* **Exercise inputs**
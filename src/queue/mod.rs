//! Queue operations built on top of a [`QueueStore`](crate::storage::QueueStore)
//!
//! - Enqueuer: `add_urls`, `add_urls_chunked`, `clear_pending`
//! - Claimer: `claim_batch` with a run-scoped `ClaimToken`
//! - Status reporter: `get_status`
//! - Maintenance: `requeue_failed`, `release_stale_claims`

mod claimer;
mod enqueuer;
mod maintenance;
mod status;

pub use claimer::{claim_batch, ClaimToken};
pub use enqueuer::{
    add_urls, add_urls_chunked, clear_pending, EnqueueRequest, DEFAULT_CHUNK_SIZE,
};
pub use maintenance::{release_stale_claims, requeue_failed, RetryPolicy};
pub use status::{get_status, QueueStatus};
//! Database schema definitions
//!
//! This module contains all SQL schema definitions for the Cache-Warmer database.

/// SQL schema for the database
pub const SCHEMA_SQL: &str = r#"
-- Work queue of URLs to warm
CREATE TABLE IF NOT EXISTS queue_items (
    id INTEGER PRIMARY KEY AUTOINCREMENT,
    url TEXT NOT NULL,
    scope_id INTEGER NOT NULL DEFAULT 0,
    priority INTEGER NOT NULL DEFAULT 0,
    status TEXT NOT NULL DEFAULT 'pending',
    attempts INTEGER NOT NULL DEFAULT 0,
    not_before TEXT,
    claim_token TEXT,
    claimed_at TEXT,
    response_code INTEGER,
    duration_ms REAL,
    last_error TEXT,
    created_at TEXT NOT NULL,
    updated_at TEXT NOT NULL,
    CHECK (status IN ('pending', 'processing', 'done', 'failed')),
    CHECK (status <> 'processing' OR claim_token IS NOT NULL),
    CHECK (status <> 'pending' OR claim_token IS NULL),
    CHECK (attempts >= 0)
);

CREATE INDEX IF NOT EXISTS idx_queue_items_claim ON queue_items(status, priority DESC, id);
CREATE INDEX IF NOT EXISTS idx_queue_items_url ON queue_items(url, status);

-- Track warm runs
CREATE TABLE IF NOT EXISTS runs (
    id INTEGER PRIMARY KEY AUTOINCREMENT,
    claim_token TEXT NOT NULL UNIQUE,
    config_hash TEXT NOT NULL,
    started_at TEXT NOT NULL,
    finished_at TEXT,
    status TEXT NOT NULL,
    processed INTEGER NOT NULL DEFAULT 0,
    success INTEGER NOT NULL DEFAULT 0,
    failed INTEGER NOT NULL DEFAULT 0
);
"#;

/// Initializes the database schema
///
/// # Arguments
///
/// * `conn` - The database connection
///
/// # Returns
///
/// * `Ok(())` - Schema initialized successfully
/// * `Err(rusqlite::Error)` - Failed to initialize schema
pub fn initialize_schema(conn: &rusqlite::Connection) -> Result<(), rusqlite::Error> {
    conn.execute_batch(SCHEMA_SQL)?;
    Ok(())
}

* **What to do**
A single figure is expected: the count of lines in the data above that include the word "runs".

* **Answer to the problem**
2